First of all you have to define a calendar. The boss wants results by month and so we can make a calendar with all months between the minimum and maximum date of our data sample. This will be out reference data! Or in other words the quantity on our axis.
Now we have to join it with our data. In Tableau Desktop you can load both sources and then join them by creating 2 join calculations on both sides where the calculation is just “1”.
The join looks like this:
This join effectively creates a copy of all projects for each of the reference calendar lines.
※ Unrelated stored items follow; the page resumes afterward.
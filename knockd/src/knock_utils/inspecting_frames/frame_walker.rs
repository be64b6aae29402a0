use knock_common::{ETHERTYPE_IPV4, EthHdr, IPPROTO_UDP, Ipv4Hdr, KNOCK_MAX_FRAME_LEN, UdpHdr};
use zerocopy::{FromBytes, Immutable, KnownLayout, Unaligned};

use crate::knock_utils::shared::types_and_config::KnockFilter;

/// Header views over one borrowed frame, only built after each header was
/// found completely inside the frame.
#[derive(Debug, Clone, Copy)]
pub struct FrameHeaders<'a> {
    pub eth: &'a EthHdr,
    pub ipv4: &'a Ipv4Hdr,
    pub udp: &'a UdpHdr,
    pub frame_len: usize,
}

/// Slice counterpart of the eBPF `ptr_at`: `None` unless
/// `[offset, offset + size_of::<T>())` lies inside `frame`.
#[inline(always)]
fn header_at<T>(frame: &[u8], offset: usize) -> Option<&T>
where
    T: FromBytes + KnownLayout + Immutable + Unaligned,
{
    let end = offset.checked_add(core::mem::size_of::<T>())?;
    let bytes = frame.get(offset..end)?;
    T::ref_from_bytes(bytes).ok()
}

/// Walks link, network and transport header of a candidate knock frame.
///
/// Every guard short circuits, there is no loop and no variable length
/// field, so the work per frame is a handful of comparisons.
#[inline]
pub fn walk<'a>(frame: &'a [u8], filter: &KnockFilter) -> Option<FrameHeaders<'a>> {
    let frame_len = frame.len();
    // a knock carries no payload
    if frame_len > KNOCK_MAX_FRAME_LEN {
        return None;
    }

    let eth: &EthHdr = header_at(frame, 0)?;
    if filter.strict_ether_type && eth.ether_type() != ETHERTYPE_IPV4 {
        return None;
    }

    // the complete fixed header is in bounds before proto is looked at
    let ipv4: &Ipv4Hdr = header_at(frame, EthHdr::LEN)?;
    if ipv4.proto != IPPROTO_UDP {
        return None;
    }

    let udp: &UdpHdr = header_at(frame, EthHdr::LEN + Ipv4Hdr::LEN)?;

    Some(FrameHeaders {
        eth,
        ipv4,
        udp,
        frame_len,
    })
}
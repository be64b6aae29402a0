pub mod receiver;
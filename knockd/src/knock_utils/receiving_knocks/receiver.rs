use std::fmt::Write as FmtWrite;
use std::io::Write;
use std::ops::Deref;
use std::os::fd::AsRawFd;
use std::time::Duration;

use aya::maps::ring_buf::RingBufItem as KernelRingItem;
use aya::maps::{MapData, RingBuf};
use knock_common::KnockEvent;
use log::{error, info};
use tokio::io::unix::AsyncFd;
use tokio::sync::mpsc::{Receiver, Sender};
use zerocopy::FromBytes;

use crate::knock_utils::publishing_events::ring_buf::{RingBufItem, RingConsumer};
use crate::knock_utils::shared::types_and_config::{KnockErr, KnockErrWithMsg};

const BATCH_SIZE: usize = 65536;
const FLUSH_INTERVAL: Duration = Duration::from_millis(200);

/// Anything the receive loop can drain knock records from: the kernel ring
/// of the XDP program or the user space ring fed by socket capture.
pub trait KnockSource: AsRawFd {
    type Item<'a>: Deref<Target = [u8]>
    where
        Self: 'a;

    fn next_record(&mut self) -> Option<Self::Item<'_>>;
}

impl KnockSource for RingBuf<MapData> {
    type Item<'a> = KernelRingItem<'a>;

    fn next_record(&mut self) -> Option<Self::Item<'_>> {
        self.next()
    }
}

impl KnockSource for RingConsumer {
    type Item<'a> = RingBufItem<'a>;

    fn next_record(&mut self) -> Option<Self::Item<'_>> {
        self.next()
    }
}

#[derive(Debug, Default, Clone, Copy, PartialEq, Eq)]
pub struct ReceiveStats {
    pub read: u64,
    pub lost: u64,
}

pub struct KnockReceiver {
    shutdown: Receiver<String>,
    output_buffer: String,
    output_sender: Sender<String>,
    stats: ReceiveStats,
}

impl KnockReceiver {
    /// Streams every knock as `ip,port` to stdout until `shutdown` fires.
    pub async fn start_receiving<S: KnockSource>(
        source: S,
        shutdown: Receiver<String>,
    ) -> Result<ReceiveStats, KnockErrWithMsg> {
        Self::start_receiving_into(source, shutdown, std::io::stdout()).await
    }

    pub async fn start_receiving_into<S, W>(
        source: S,
        shutdown: Receiver<String>,
        out: W,
    ) -> Result<ReceiveStats, KnockErrWithMsg>
    where
        S: KnockSource,
        W: Write + Send + 'static,
    {
        let (tx_writer, rx_writer) = tokio::sync::mpsc::channel::<String>(2048);

        // Spawn Writer Task
        let writer_handle = tokio::spawn(async move {
            KnockReceiver::run_writer(rx_writer, out).await;
        });

        let mut receiver = Self {
            shutdown,
            output_buffer: String::with_capacity(BATCH_SIZE),
            output_sender: tx_writer,
            stats: ReceiveStats::default(),
        };
        let result = receiver.receive_knocks_loop(source).await;
        let stats = receiver.stats;
        // closes the channel, the writer drains and ends
        drop(receiver);

        if let Err(e) = writer_handle.await {
            error!("{:?}", e);
        }
        result.map(|_| stats)
    }

    async fn receive_knocks_loop<S: KnockSource>(
        &mut self,
        mut source: S,
    ) -> Result<(), KnockErrWithMsg> {
        let async_fd = AsyncFd::new(source.as_raw_fd()).map_err(|e| KnockErrWithMsg {
            err: KnockErr::Receiving,
            msg: format!("failed to register ring buffer fd: {}", e),
        })?;
        let mut flush_interval = tokio::time::interval(FLUSH_INTERVAL);

        let result = loop {
            tokio::select! {
                _ = self.shutdown.recv() => {
                    // records committed before the signal still count
                    self.drain(&mut source).await;
                    break Ok(());
                }
                _ = flush_interval.tick() => {
                    self.flush_buffer().await;
                }
                guard = async_fd.readable() => {
                    match guard {
                        Ok(mut guard) => {
                            self.drain(&mut source).await;
                            guard.clear_ready();
                        }
                        Err(e) => {
                            break Err(KnockErrWithMsg {
                                err: KnockErr::Receiving,
                                msg: format!("AsyncFd error: {}", e),
                            });
                        }
                    }
                }
            }
        };
        self.flush_buffer().await;
        info!(
            "Knocks lost: {}, Knocks read: {}",
            self.stats.lost, self.stats.read
        );
        result
    }

    async fn drain<S: KnockSource>(&mut self, source: &mut S) {
        loop {
            // the ring item is released before the next await
            let event = match source.next_record() {
                Some(item) => KnockEvent::read_from_bytes(&item).ok(),
                None => break,
            };
            match event {
                Some(event) => {
                    self.stats.read += 1;
                    self.evaluate_knock(&event).await;
                }
                None => self.stats.lost += 1,
            }
        }
    }

    async fn flush_buffer(&mut self) {
        if self.output_buffer.is_empty() {
            return;
        }

        let payload = std::mem::replace(&mut self.output_buffer, String::with_capacity(BATCH_SIZE));

        if let Err(e) = self.output_sender.send(payload).await {
            error!("Error sending to writer task: {}", e);
        }
    }

    async fn run_writer<W: Write>(mut rx: Receiver<String>, mut out: W) {
        while let Some(chunk) = rx.recv().await {
            if let Err(e) = out.write_all(chunk.as_bytes()) {
                error!("Error writing knocks: {}", e);
            }
            let _ = out.flush();
        }
    }

    async fn evaluate_knock(&mut self, event: &KnockEvent) {
        info!(
            "knock from {} on port {}",
            event.source_ipv4(),
            event.destination_port()
        );
        format_knock(&mut self.output_buffer, event);

        if self.output_buffer.len() >= BATCH_SIZE {
            self.flush_buffer().await;
        }
    }
}

/// CSV Output: ip,port
pub fn format_knock(buf: &mut String, event: &KnockEvent) {
    let _ = writeln!(buf, "{},{}", event.source_ipv4(), event.destination_port());
}

#[cfg(test)]
mod tests {
    use super::*;
    use crate::knock_utils::inspecting_frames::classifier::inspect;
    use crate::knock_utils::inspecting_frames::frame_walker::tests::build_frame;
    use crate::knock_utils::publishing_events::ring_buf::knock_ring;
    use crate::knock_utils::shared::types_and_config::KnockFilter;
    use knock_common::{BPF_RB_FORCE_WAKEUP, IPPROTO_UDP};
    use std::sync::{Arc, Mutex};

    #[derive(Clone, Default)]
    struct SharedOut(Arc<Mutex<Vec<u8>>>);

    impl Write for SharedOut {
        fn write(&mut self, buf: &[u8]) -> std::io::Result<usize> {
            self.0.lock().unwrap().extend_from_slice(buf);
            Ok(buf.len())
        }

        fn flush(&mut self) -> std::io::Result<()> {
            Ok(())
        }
    }

    impl SharedOut {
        fn text(&self) -> String {
            String::from_utf8(self.0.lock().unwrap().clone()).unwrap()
        }
    }

    #[test]
    fn test_format_knock_csv() {
        let mut buf = String::new();
        format_knock(&mut buf, &KnockEvent::new(0x0A00_0001, [0xF2, 0xF9]));
        format_knock(&mut buf, &KnockEvent::new(0xC0A8_0102, [0x00, 0x16]));
        assert_eq!(buf, "10.0.0.1,62201\n192.168.1.2,22\n");
    }

    #[tokio::test]
    async fn test_receiver_streams_knocks_until_shutdown() {
        let (producer, consumer) = knock_ring(4096).unwrap();
        let (tx_shutdown, rx_shutdown) = tokio::sync::mpsc::channel::<String>(1);
        let out = SharedOut::default();

        let task = tokio::spawn(KnockReceiver::start_receiving_into(
            consumer,
            rx_shutdown,
            out.clone(),
        ));

        let filter = KnockFilter::default();
        for (src, port) in [([10, 0, 0, 1], 62201), ([10, 0, 0, 2], 7000)] {
            inspect(&build_frame(src, port, IPPROTO_UDP, 0), &filter, &producer);
        }
        // a tcp frame is never published
        inspect(&build_frame([10, 0, 0, 3], 80, 6, 0), &filter, &producer);

        tokio::time::sleep(Duration::from_millis(50)).await;
        tx_shutdown.send(String::from("stop")).await.unwrap();
        let stats = task.await.unwrap().unwrap();

        assert_eq!(stats, ReceiveStats { read: 2, lost: 0 });
        assert_eq!(out.text(), "10.0.0.1,62201\n10.0.0.2,7000\n");
    }

    #[tokio::test]
    async fn test_receiver_flushes_periodically_while_running() {
        let (producer, consumer) = knock_ring(4096).unwrap();
        let (tx_shutdown, rx_shutdown) = tokio::sync::mpsc::channel::<String>(1);
        let out = SharedOut::default();

        let task = tokio::spawn(KnockReceiver::start_receiving_into(
            consumer,
            rx_shutdown,
            out.clone(),
        ));
        inspect(
            &build_frame([10, 0, 0, 9], 4242, IPPROTO_UDP, 0),
            &KnockFilter::default(),
            &producer,
        );

        // a single line never fills a batch, only the flush interval writes it out
        let deadline = tokio::time::Instant::now() + FLUSH_INTERVAL * 5;
        while out.text().is_empty() && tokio::time::Instant::now() < deadline {
            tokio::time::sleep(Duration::from_millis(20)).await;
        }
        assert_eq!(out.text(), "10.0.0.9,4242\n");
        assert!(!task.is_finished());

        tx_shutdown.send(String::from("stop")).await.unwrap();
        let stats = task.await.unwrap().unwrap();
        assert_eq!(stats, ReceiveStats { read: 1, lost: 0 });
        assert_eq!(out.text(), "10.0.0.9,4242\n");
    }

    #[tokio::test]
    async fn test_receiver_counts_malformed_records_as_lost() {
        let (producer, consumer) = knock_ring(4096).unwrap();
        let (tx_shutdown, rx_shutdown) = tokio::sync::mpsc::channel::<String>(1);
        let out = SharedOut::default();

        producer.output(&[1, 2, 3], BPF_RB_FORCE_WAKEUP).unwrap();
        producer
            .output(&[0x7F, 0, 0, 1, 0x1F, 0x90, 0, 0], BPF_RB_FORCE_WAKEUP)
            .unwrap();
        tx_shutdown.send(String::from("stop")).await.unwrap();

        let stats = KnockReceiver::start_receiving_into(consumer, rx_shutdown, out.clone())
            .await
            .unwrap();
        assert_eq!(stats.lost, 1);
        assert_eq!(stats.read, 1);
        // the source address is stored in native byte order
        let expected = KnockEvent::new(u32::from_ne_bytes([0x7F, 0, 0, 1]), [0x1F, 0x90]);
        let mut line = String::new();
        format_knock(&mut line, &expected);
        assert_eq!(out.text(), line);
    }
}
Now we can compare the target and end dates to the reference date.
To calculate if a project is late in a given month we can do the following calculation
Here the case where the end date is missing is considered as if the project has not finished yet.
To finish the visualization and make our boss happy let’s just put the reference date on the columns and the number of records on the lines and finally a filter on IsLate.
Ops… our company is getting some backlog… but we did our job at least.
Optimized scaffolding with a relative date
Scaffolding is nice but is can hit performance hard. Think about a large company with 10.000 projects that wants to monitor its project every day and the company has 60 years of data piled up. That would amount at 10.000 x 21900 ~ 200M lines. This will not run quickly unless you have a performant database…
On top, it is difficult to maintain. Because: what about the future? If I want my dashboard to still work in 10 years from now I have to prepare a calendar with all the future dates in it. And what about after that day?
But remember our boss is only interested in 12 months. So we don’t actually need to make copies of our data for every months, we just need 12 copies! And this will solve the maintenance problem too, you will see.
So now instead of making a real calendar let’s just scaffold using a relative month or in other words just integers: 0, -1, -2, -3, etc.
The join to the project data is exactly the same as before, with a join calculation 1=1.
Now we have to compare this integer to a date with a simple calculation
“Month” now contains the last 12 month starting from today.
(One other version to this would be to use a parameter to let the user choose the starting date for the graph.)
After this the calculations are exactly the same as before and we obtain the same plot
But next month the dates will move and the problem of future dates is solved. On top we just multiplied our dataset by 12 months. If this is still too much you can use Tableau Prep to preprocess the data and do the scaffolding join offline.
Pay attention that when you use scaffolding your data is multiplied. When you have the reference field (in most cases the calendar date) in the view everything works as normal but when you don’t have it you have to use “count distinct” to count elements. For example if you want to count how many projects you have in total you cannot count the lines in the database anymore because there are 12 copies of each project! You can do instead a count distinct of the project name.
Other uses of scaffolding
One different use-case of scaffolding could be to integrate missing data.
Let’s say you want to make a graph of how many product you sold but you did not sell every product yet. You will not see the new product appear at all…! But you want to see it, with a 0 next to it. Yes, indeed, bosses are very demanding...
In this case you can make a list of all products you have available and then join it with the sales data with a left join. Now if your sales are there they will appear, if they are not there a null will appear. Just convert nulls to 0s and the job is done!
This solution also uses a join of your data with a reference so it is scaffolding too!